Personal information
- Full name: Gillian Oyos
- Date of birth: June 14, 2000 (age 25)
- Place of birth: Abingdon, Virginia, US
- Height: 5 ft 4 in (1.63 m)
- Position: Midfielder

Team information
- Current team: Asheville City
- Number: 3

Youth career
- FC Alliance

College career
- Years: Team / Apps / (Gls)
- 2018–2021: UNC Asheville Bulldogs / 61 / (7)

Senior career*
- Years: Team / Apps / (Gls)
- 2019–2022: Asheville City / 27 / (2)
- 2022–2023: Newcastle United / 8 / (0)
- 2022: → Newcastle United Development / 2 / (0)
- 2023: Northumbria University
- 2023–: Asheville City / 15 / (1)

= Gillian Oyos =

American footballer (born 2000)

Gillian Oyos (born June 14, 2000) is an American soccer player, playing as a midfielder for Asheville City SC in the USL W League.

== Youth and college ==

=== FC Alliance ===
Oyos played for FC Alliance in the ECNL before moving to Asheville City SC.

=== Asheville City SC ===
Oyos wore the number 19 shirt while playing at Asheville City SC. She made her debut for Asheville City SC in the 2018 season in a 1–1 draw against Wofford, where she assisted Justine James. She appeared in all 16 matches and scored two goals in games against The Citadel and Longwood in September. She played a total of 1,415 minutes as a freshman.

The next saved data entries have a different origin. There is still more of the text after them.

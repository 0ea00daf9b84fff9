//! Drive the model over the assembled input and accumulate its reply.

use std::sync::Arc;

use codeact_core::error::{ConfigurationError, Error, Result};
use codeact_core::event::{AgentEvent, EventBus};
use codeact_core::provider::{LanguageModel, ProviderRequest, StreamChunk};
use codeact_core::tool::{HANDOFF_TOOL_NAME, Tool};
use futures::StreamExt;
use tokio_stream::wrappers::ReceiverStream;
use tracing::{debug, trace};

/// What the stream left behind: the last fragment and the full text.
#[derive(Debug, Clone, Default)]
pub struct StreamedResponse {
    pub last_chunk: StreamChunk,
    pub text: String,
    pub fragments: usize,
}

/// Stream one model reply, publishing an `AgentStream` event per fragment.
///
/// When the tool set holds a handoff tool, the model is called with only
/// that tool, which requires native tool calling. Otherwise it is a plain
/// chat call with no tools.
pub async fn stream_response(
    model: &LanguageModel,
    mut request: ProviderRequest,
    tools: &[Arc<dyn Tool>],
    events: &EventBus,
    agent_name: &str,
) -> Result<StreamedResponse> {
    request.stream = true;
    request.tools.clear();

    let handoff = tools.iter().find(|t| t.name() == HANDOFF_TOOL_NAME);
    let rx = match handoff {
        Some(tool) => {
            let provider = model.tool_calling().ok_or_else(|| {
                ConfigurationError::ToolCallingUnsupported {
                    provider: model.name().to_string(),
                }
            })?;
            request.tools.push(tool.to_definition());
            debug!(agent = %agent_name, provider = %model.name(), "Streaming with handoff tool");
            provider.stream(request).await?
        }
        None => {
            debug!(agent = %agent_name, provider = %model.name(), "Streaming chat");
            model.provider().stream(request).await?
        }
    };

    let mut stream = ReceiverStream::new(rx);
    let mut response = StreamedResponse::default();

    while let Some(item) = stream.next().await {
        let chunk = item.map_err(Error::Provider)?;
        let delta = chunk.delta().to_string();
        response.text.push_str(&delta);
        response.fragments += 1;
        trace!(agent = %agent_name, bytes = delta.len(), "Fragment received");

        events.publish(AgentEvent::AgentStream {
            delta,
            response: response.text.clone(),
            tool_calls: Vec::new(),
            raw: chunk.raw.clone(),
            current_agent_name: agent_name.to_string(),
        });
        response.last_chunk = chunk;
    }

    debug!(
        agent = %agent_name,
        fragments = response.fragments,
        chars = response.text.len(),
        "Stream complete"
    );
    Ok(response)
}
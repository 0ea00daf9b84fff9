//! The `execute` control tool.

use std::sync::Arc;

use async_trait::async_trait;
use codeact_core::error::ToolError;
use codeact_core::message::ContentBlock;
use codeact_core::tool::{
    CodeExecutor, EXECUTE_TOOL_NAME, FunctionSignature, ParamSpec, Tool, ToolOutput,
};
use serde_json::Value;
use tracing::debug;

/// Adapts a [`CodeExecutor`] into the tool the agent selects when a
/// response contains code.
pub struct ExecuteTool {
    executor: Arc<dyn CodeExecutor>,
    signature: FunctionSignature,
}

impl ExecuteTool {
    pub fn new(executor: Arc<dyn CodeExecutor>) -> Self {
        let signature = FunctionSignature::new(EXECUTE_TOOL_NAME)
            .param(ParamSpec::typed("code", "str"))
            .returns("dict")
            .doc("Execute code and return its output.");
        Self { executor, signature }
    }
}

#[async_trait]
impl Tool for ExecuteTool {
    fn name(&self) -> &str {
        EXECUTE_TOOL_NAME
    }

    fn description(&self) -> &str {
        "Execute code and return its output."
    }

    fn parameters_schema(&self) -> Value {
        serde_json::json!({
            "type": "object",
            "properties": {
                "code": { "type": "string", "description": "The source code to run" }
            },
            "required": ["code"]
        })
    }

    fn signature(&self) -> Option<&FunctionSignature> {
        Some(&self.signature)
    }

    async fn call(&self, arguments: Value) -> Result<ToolOutput, ToolError> {
        let code = arguments["code"]
            .as_str()
            .ok_or_else(|| ToolError::InvalidArguments("Missing 'code' argument".into()))?;

        debug!(bytes = code.len(), "Executing code payload");
        let result = self.executor.execute(code).await?;

        Ok(ToolOutput {
            blocks: vec![ContentBlock::text(result.content.clone())],
            content: result.content,
            is_error: false,
            raw: result.raw,
        })
    }
}

#[cfg(test)]
mod tests {
    use super::*;
    use codeact_core::tool::ExecutionResult;

    struct Upper;

    #[async_trait]
    impl CodeExecutor for Upper {
        async fn execute(&self, code: &str) -> Result<ExecutionResult, ToolError> {
            Ok(ExecutionResult {
                content: code.to_uppercase(),
                raw: Some(serde_json::json!({"exit_code": 0})),
            })
        }
    }

    #[tokio::test]
    async fn forwards_code_to_executor() {
        let tool = ExecuteTool::new(Arc::new(Upper));
        let out = tool.call(serde_json::json!({"code": "print(1)"})).await.unwrap();
        assert_eq!(out.content, "PRINT(1)");
        assert_eq!(out.raw.unwrap()["exit_code"], 0);
    }

    #[tokio::test]
    async fn missing_code_is_invalid() {
        let tool = ExecuteTool::new(Arc::new(Upper));
        let err = tool.call(serde_json::json!({})).await.unwrap_err();
        assert!(matches!(err, ToolError::InvalidArguments(_)));
    }
}
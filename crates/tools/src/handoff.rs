//! The `handoff` control tool.
//!
//! Handing off is decided natively by the model (it is the one tool a
//! code-act agent lets the model call directly). This tool only validates the
//! target and produces the message the next agent will see; switching agents
//! is up to the orchestrator.

use async_trait::async_trait;
use codeact_core::error::ToolError;
use codeact_core::tool::{HANDOFF_TOOL_NAME, Tool, ToolOutput};
use serde_json::Value;

/// An agent this agent may hand off to.
#[derive(Debug, Clone, PartialEq, Eq)]
pub struct HandoffTarget {
    pub name: String,
    pub description: String,
}

impl HandoffTarget {
    pub fn new(name: impl Into<String>, description: impl Into<String>) -> Self {
        Self {
            name: name.into(),
            description: description.into(),
        }
    }
}

pub struct HandoffTool {
    targets: Vec<HandoffTarget>,
    description: String,
}

impl HandoffTool {
    pub fn new(targets: Vec<HandoffTarget>) -> Self {
        let listing = targets
            .iter()
            .map(|t| format!("{}: {}", t.name, t.description))
            .collect::<Vec<_>>()
            .join("\n");
        let description = format!(
            "Hand off the conversation to another agent.\n\
             Use this when you are not equipped to handle the request, or another agent is better suited.\n\n\
             Currently available agents:\n{listing}"
        );
        Self { targets, description }
    }

    pub fn targets(&self) -> &[HandoffTarget] {
        &self.targets
    }
}

#[async_trait]
impl Tool for HandoffTool {
    fn name(&self) -> &str {
        HANDOFF_TOOL_NAME
    }

    fn description(&self) -> &str {
        &self.description
    }

    fn parameters_schema(&self) -> Value {
        let names: Vec<&str> = self.targets.iter().map(|t| t.name.as_str()).collect();
        serde_json::json!({
            "type": "object",
            "properties": {
                "to_agent": { "type": "string", "enum": names, "description": "The agent to hand off to" },
                "reason": { "type": "string", "description": "Why the handoff is needed" }
            },
            "required": ["to_agent", "reason"]
        })
    }

    async fn call(&self, arguments: Value) -> Result<ToolOutput, ToolError> {
        let to_agent = arguments["to_agent"]
            .as_str()
            .ok_or_else(|| ToolError::InvalidArguments("Missing 'to_agent' argument".into()))?;
        let reason = arguments["reason"].as_str().unwrap_or("no reason given");

        if !self.targets.iter().any(|t| t.name == to_agent) {
            let valid = self
                .targets
                .iter()
                .map(|t| t.name.as_str())
                .collect::<Vec<_>>()
                .join(", ");
            return Ok(ToolOutput::error(format!(
                "Agent {to_agent} not found. Hand off to one of: {valid}"
            )));
        }

        let mut out = ToolOutput::text(format!(
            "Agent {to_agent} is now handling the request due to the following reason: {reason}.\n\
             Please continue with the current request."
        ));
        out.raw = Some(serde_json::json!({ "to_agent": to_agent, "reason": reason }));
        Ok(out)
    }
}
//! `codeact chat`: interactive or single-message chat.

use std::io::Write;

use codeact_agent::{AgentRunner, RunOutcome};
use codeact_config::AppConfig;
use codeact_core::event::AgentEvent;
use tokio::io::{AsyncBufReadExt, BufReader};
use tokio::sync::broadcast::error::RecvError;
use tracing::debug;

use crate::runtime;

pub async fn run(message: Option<String>) -> Result<(), Box<dyn std::error::Error>> {
    let config = AppConfig::load().map_err(|e| format!("Failed to load config: {e}"))?;

    if !config.has_api_key() && config.default_provider != "ollama" {
        eprintln!();
        eprintln!("  ERROR: No API key configured!");
        eprintln!();
        eprintln!("  Set one of these environment variables:");
        eprintln!("    CODEACT_API_KEY     (generic)");
        eprintln!("    OPENAI_API_KEY      (for OpenAI direct)");
        eprintln!("    OPENROUTER_API_KEY  (for OpenRouter)");
        eprintln!();
        eprintln!("  Or add it to your config file:");
        eprintln!("    {}", AppConfig::config_dir().join("config.toml").display());
        eprintln!();
        return Err("No API key found. See above for setup instructions.".into());
    }

    let runner = runtime::build_runner(&config)?;

    if let Some(msg) = message {
        let outcome = run_turn(&runner, &msg).await?;
        report(&outcome);
        return Ok(());
    }

    println!();
    println!("  codeact: interactive mode");
    println!();
    println!("  Provider:    {}", config.default_provider);
    println!("  Model:       {}", codeact_providers::model_for(&config));
    println!("  Agent:       {}", runner.agent().name());
    println!("  Interpreter: {}", config.executor.interpreter);
    println!();
    println!("  Type your message and press Enter.");
    println!("  Type 'exit' or Ctrl+C to quit.");
    println!();

    let mut lines = BufReader::new(tokio::io::stdin()).lines();
    loop {
        print!("  You > ");
        std::io::stdout().flush()?;

        let Some(line) = lines.next_line().await? else {
            break;
        };
        let line = line.trim();
        if line.is_empty() {
            continue;
        }
        if line == "exit" || line == "quit" {
            break;
        }

        println!();
        match run_turn(&runner, line).await {
            Ok(outcome) => report(&outcome),
            Err(e) => eprintln!("  [Error] {e}"),
        }
        println!();
    }

    println!();
    println!("  Goodbye!");
    println!();
    Ok(())
}

/// Run one message, printing events as they arrive.
async fn run_turn(runner: &AgentRunner, input: &str) -> codeact_core::Result<RunOutcome> {
    let mut rx = runner.events().subscribe();
    let run = runner.run(input);
    tokio::pin!(run);

    loop {
        tokio::select! {
            outcome = &mut run => {
                while let Ok(event) = rx.try_recv() {
                    render(&event);
                }
                return outcome;
            }
            event = rx.recv() => match event {
                Ok(event) => render(&event),
                Err(RecvError::Lagged(skipped)) => debug!(skipped, "Event printer lagged"),
                Err(RecvError::Closed) => return (&mut run).await,
            }
        }
    }
}

fn render(event: &AgentEvent) {
    match event {
        AgentEvent::AgentInput { input, current_agent_name } => {
            debug!(agent = %current_agent_name, messages = input.len(), "Step input");
        }
        AgentEvent::AgentStream { delta, .. } => {
            print!("{delta}");
            let _ = std::io::stdout().flush();
        }
        AgentEvent::AgentOutput { .. } => println!(),
        AgentEvent::ToolCallResult { tool_name, tool_output, .. } => {
            let marker = if tool_output.is_error { "error" } else { "ok" };
            eprintln!("  [{tool_name}: {marker}]");
            for line in tool_output.content.lines() {
                eprintln!("  | {line}");
            }
            eprintln!();
        }
    }
}

fn report(outcome: &RunOutcome) {
    if let Some(target) = &outcome.handoff_to {
        println!("  (handed off to {target})");
    }
    debug!(
        run_id = %outcome.run_id,
        iterations = outcome.iterations,
        tool_calls = outcome.tool_calls_made,
        "Turn complete"
    );
}
//! Provider traits: the abstraction over LLM backends.
//!
//! A [`Provider`] sends a conversation to a model and yields either a complete
//! message or a stream of fragments. A [`ToolCallingProvider`] additionally
//! understands native tool definitions and can decode the tool calls a model
//! declared. [`LanguageModel`] holds one or the other so callers pick a code
//! path by capability, checked once when an agent is built.

use std::sync::Arc;

use async_trait::async_trait;
use serde::{Deserialize, Serialize};

use crate::error::ProviderError;
use crate::message::{Message, MessageToolCall};
use crate::tool::ToolSelection;

/// Configuration for a provider request.
#[derive(Debug, Clone, Serialize, Deserialize)]
pub struct ProviderRequest {
    /// The model to use (e.g., "gpt-4o")
    pub model: String,

    /// The conversation messages
    pub messages: Vec<Message>,

    /// Temperature (0.0 = deterministic, 1.0 = creative)
    #[serde(default = "default_temperature")]
    pub temperature: f32,

    /// Maximum tokens to generate
    #[serde(default, skip_serializing_if = "Option::is_none")]
    pub max_tokens: Option<u32>,

    /// Tools the model may call natively
    #[serde(default, skip_serializing_if = "Vec::is_empty")]
    pub tools: Vec<ToolDefinition>,

    /// Whether to stream the response
    #[serde(default)]
    pub stream: bool,
}

fn default_temperature() -> f32 {
    0.7
}

/// A tool definition sent to the LLM so it knows what tools it can call.
#[derive(Debug, Clone, PartialEq, Serialize, Deserialize)]
pub struct ToolDefinition {
    /// The tool name
    pub name: String,

    /// Description of what the tool does
    pub description: String,

    /// JSON Schema describing the tool's parameters
    pub parameters: serde_json::Value,
}

/// A complete (non-streaming) response from a provider.
#[derive(Debug, Clone, Serialize, Deserialize)]
pub struct ProviderResponse {
    /// The generated message
    pub message: Message,

    /// Token usage statistics
    pub usage: Option<Usage>,

    /// Which model actually responded (may differ from requested)
    pub model: String,

    /// Raw provider payload
    #[serde(default)]
    pub raw: serde_json::Value,
}

/// Token usage information.
#[derive(Debug, Clone, PartialEq, Serialize, Deserialize)]
pub struct Usage {
    pub prompt_tokens: u32,
    pub completion_tokens: u32,
    pub total_tokens: u32,
}

/// A single fragment of a streaming response.
#[derive(Debug, Clone, Default, Serialize, Deserialize)]
pub struct StreamChunk {
    /// Partial content delta
    #[serde(default)]
    pub content: Option<String>,

    /// Native tool calls accumulated so far (complete on the final chunk)
    #[serde(default, skip_serializing_if = "Vec::is_empty")]
    pub tool_calls: Vec<MessageToolCall>,

    /// Whether this is the final chunk
    #[serde(default)]
    pub done: bool,

    /// Usage info (typically only in the final chunk)
    #[serde(default, skip_serializing_if = "Option::is_none")]
    pub usage: Option<Usage>,

    /// The provider payload this fragment was decoded from
    #[serde(default)]
    pub raw: serde_json::Value,
}

impl StreamChunk {
    /// The textual delta carried by this fragment, or `""`.
    pub fn delta(&self) -> &str {
        self.content.as_deref().unwrap_or("")
    }
}

/// Receiving half of a fragment stream.
pub type ChunkReceiver = tokio::sync::mpsc::Receiver<std::result::Result<StreamChunk, ProviderError>>;

/// The core Provider trait.
///
/// Every LLM backend implements this trait. The step loop calls `stream()`
/// without knowing which provider is being used.
#[async_trait]
pub trait Provider: Send + Sync {
    /// A human-readable name for this provider (e.g., "openai").
    fn name(&self) -> &str;

    /// Send a request and get a complete response.
    async fn complete(&self, request: ProviderRequest) -> std::result::Result<ProviderResponse, ProviderError>;

    /// Send a request and get a stream of response chunks.
    ///
    /// Default implementation calls `complete()` and wraps the result as a single chunk.
    async fn stream(&self, request: ProviderRequest) -> std::result::Result<ChunkReceiver, ProviderError> {
        let response = self.complete(request).await?;
        let (tx, rx) = tokio::sync::mpsc::channel(1);
        let _ = tx
            .send(Ok(StreamChunk {
                content: Some(response.message.content),
                tool_calls: response.message.tool_calls,
                done: true,
                usage: response.usage,
                raw: response.raw,
            }))
            .await;
        Ok(rx)
    }
}

/// A provider that supports native tool calling.
///
/// Tool definitions travel in [`ProviderRequest::tools`]; this trait adds the
/// decoding side.
pub trait ToolCallingProvider: Provider {
    /// Decode the tool calls the model declared in a (final) fragment.
    ///
    /// With `error_on_no_tool_call == false`, absence yields an empty list.
    fn tool_calls_from_response(
        &self,
        chunk: &StreamChunk,
        error_on_no_tool_call: bool,
    ) -> std::result::Result<Vec<ToolSelection>, ProviderError> {
        if chunk.tool_calls.is_empty() {
            if error_on_no_tool_call {
                return Err(ProviderError::MalformedToolCall(
                    "expected at least one tool call in response".into(),
                ));
            }
            return Ok(Vec::new());
        }

        chunk
            .tool_calls
            .iter()
            .map(|tc| {
                let tool_kwargs = if tc.arguments.trim().is_empty() {
                    serde_json::Map::new()
                } else {
                    match serde_json::from_str::<serde_json::Value>(&tc.arguments) {
                        Ok(serde_json::Value::Object(map)) => map,
                        Ok(other) => {
                            return Err(ProviderError::MalformedToolCall(format!(
                                "arguments for '{}' are not an object: {other}",
                                tc.name
                            )));
                        }
                        Err(e) => {
                            return Err(ProviderError::MalformedToolCall(format!(
                                "arguments for '{}' are not valid JSON: {e}",
                                tc.name
                            )));
                        }
                    }
                };
                Ok(ToolSelection {
                    tool_id: tc.id.clone(),
                    tool_name: tc.name.clone(),
                    tool_kwargs,
                })
            })
            .collect()
    }
}

/// The language-model dependency of an agent, by capability.
#[derive(Clone)]
pub enum LanguageModel {
    /// Plain streaming chat.
    Chat(Arc<dyn Provider>),
    /// Streaming chat plus native tool calling.
    ToolCalling(Arc<dyn ToolCallingProvider>),
}

impl LanguageModel {
    pub fn provider(&self) -> &dyn Provider {
        match self {
            Self::Chat(p) => p.as_ref(),
            Self::ToolCalling(p) => p.as_ref(),
        }
    }

    pub fn tool_calling(&self) -> Option<&dyn ToolCallingProvider> {
        match self {
            Self::Chat(_) => None,
            Self::ToolCalling(p) => Some(p.as_ref()),
        }
    }

    pub fn supports_tool_calling(&self) -> bool {
        matches!(self, Self::ToolCalling(_))
    }

    pub fn name(&self) -> &str {
        self.provider().name()
    }
}

impl std::fmt::Debug for LanguageModel {
    fn fmt(&self, f: &mut std::fmt::Formatter<'_>) -> std::fmt::Result {
        match self {
            Self::Chat(p) => f.debug_tuple("Chat").field(&p.name()).finish(),
            Self::ToolCalling(p) => f.debug_tuple("ToolCalling").field(&p.name()).finish(),
        }
    }
}

#[cfg(test)]
mod tests {
    use super::*;

    struct Echo;

    #[async_trait]
    impl Provider for Echo {
        fn name(&self) -> &str {
            "echo"
        }

        async fn complete(&self, request: ProviderRequest) -> Result<ProviderResponse, ProviderError> {
            let last = request.messages.last().map(|m| m.content.clone()).unwrap_or_default();
            Ok(ProviderResponse {
                message: Message::assistant(last),
                usage: None,
                model: request.model,
                raw: serde_json::json!({"echo": true}),
            })
        }
    }

    impl ToolCallingProvider for Echo {}

    fn request(text: &str) -> ProviderRequest {
        ProviderRequest {
            model: "echo-1".into(),
            messages: vec![Message::user(text)],
            temperature: default_temperature(),
            max_tokens: None,
            tools: vec![],
            stream: true,
        }
    }

    #[tokio::test]
    async fn default_stream_wraps_completion() {
        let mut rx = Echo.stream(request("hi")).await.unwrap();
        let chunk = rx.recv().await.unwrap().unwrap();
        assert_eq!(chunk.delta(), "hi");
        assert!(chunk.done);
        assert_eq!(chunk.raw["echo"], true);
        assert!(rx.recv().await.is_none());
    }

    #[test]
    fn decode_tool_calls_tolerates_absence() {
        let chunk = StreamChunk::default();
        assert!(Echo.tool_calls_from_response(&chunk, false).unwrap().is_empty());
        assert!(Echo.tool_calls_from_response(&chunk, true).is_err());
    }

    #[test]
    fn decode_tool_calls_parses_arguments() {
        let chunk = StreamChunk {
            tool_calls: vec![MessageToolCall {
                id: "call_1".into(),
                name: "handoff".into(),
                arguments: r#"{"to_agent":"writer","reason":"needs prose"}"#.into(),
            }],
            done: true,
            ..Default::default()
        };
        let calls = Echo.tool_calls_from_response(&chunk, false).unwrap();
        assert_eq!(calls.len(), 1);
        assert_eq!(calls[0].tool_name, "handoff");
        assert_eq!(calls[0].tool_kwargs["to_agent"], "writer");
    }

    #[test]
    fn decode_tool_calls_rejects_non_object_arguments() {
        let chunk = StreamChunk {
            tool_calls: vec![MessageToolCall {
                id: "call_1".into(),
                name: "handoff".into(),
                arguments: "[1, 2]".into(),
            }],
            ..Default::default()
        };
        let err = Echo.tool_calls_from_response(&chunk, false).unwrap_err();
        assert!(matches!(err, ProviderError::MalformedToolCall(_)));
    }

    #[test]
    fn language_model_reports_capability() {
        let chat = LanguageModel::Chat(Arc::new(Echo));
        let tc = LanguageModel::ToolCalling(Arc::new(Echo));
        assert!(!chat.supports_tool_calling());
        assert!(chat.tool_calling().is_none());
        assert!(tc.supports_tool_calling());
        assert_eq!(tc.name(), "echo");
    }
}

In the 2019 season Oyos competed in all 18 matches and scored three goals for the club in matches against USC Upstate, Hampton and Presbyterian. She played a total of 1,447 minutes as a sophomore.

== Club career ==

=== Asheville City SC ===
Oyos appeared in all 9 matches for the club in the 2020 season and scored 1 goal. Her goal came in a 2–1 win over USC Upstate in March. She played a total of 739 minutes.

In the 2021 season Oyos competed in all 18 matches and scored 1 goal, playing a total of 1,443 minutes for the club.

On October 28, 2021, Asheville City announced Oyos won the All-Big South Women's Soccer recognition for the second-team all-conference.

In the 2022 season Oyos played in 10 matches and scored no goals, playing a total of 662 minutes.

=== Newcastle United ===
Oyos moved to Newcastle United in August 2022. While playing for Newcastle United Oyos also played for Northumbria University. She made her debut for Newcastle on September 24 in a 9–1 win over Lincoln City. In November she played in Newcastle United Women's first game at St. James' Park in a 2–1 win against Barnsley Women, coming on as a late substitute for Georgia Gibson. Oyos finished the 2022–23 season with 8 appearances for Newcastle United.

Along with appearing for the Newcastle United first team, Oyos also made two appearances for the newly launched development team in matches against Stockport County Ladies Reserves and Leeds United Women Reserves.

In March 2023 Newcastle announced that Oyos would return to Asheville City SC for their summer season but would return to Newcastle.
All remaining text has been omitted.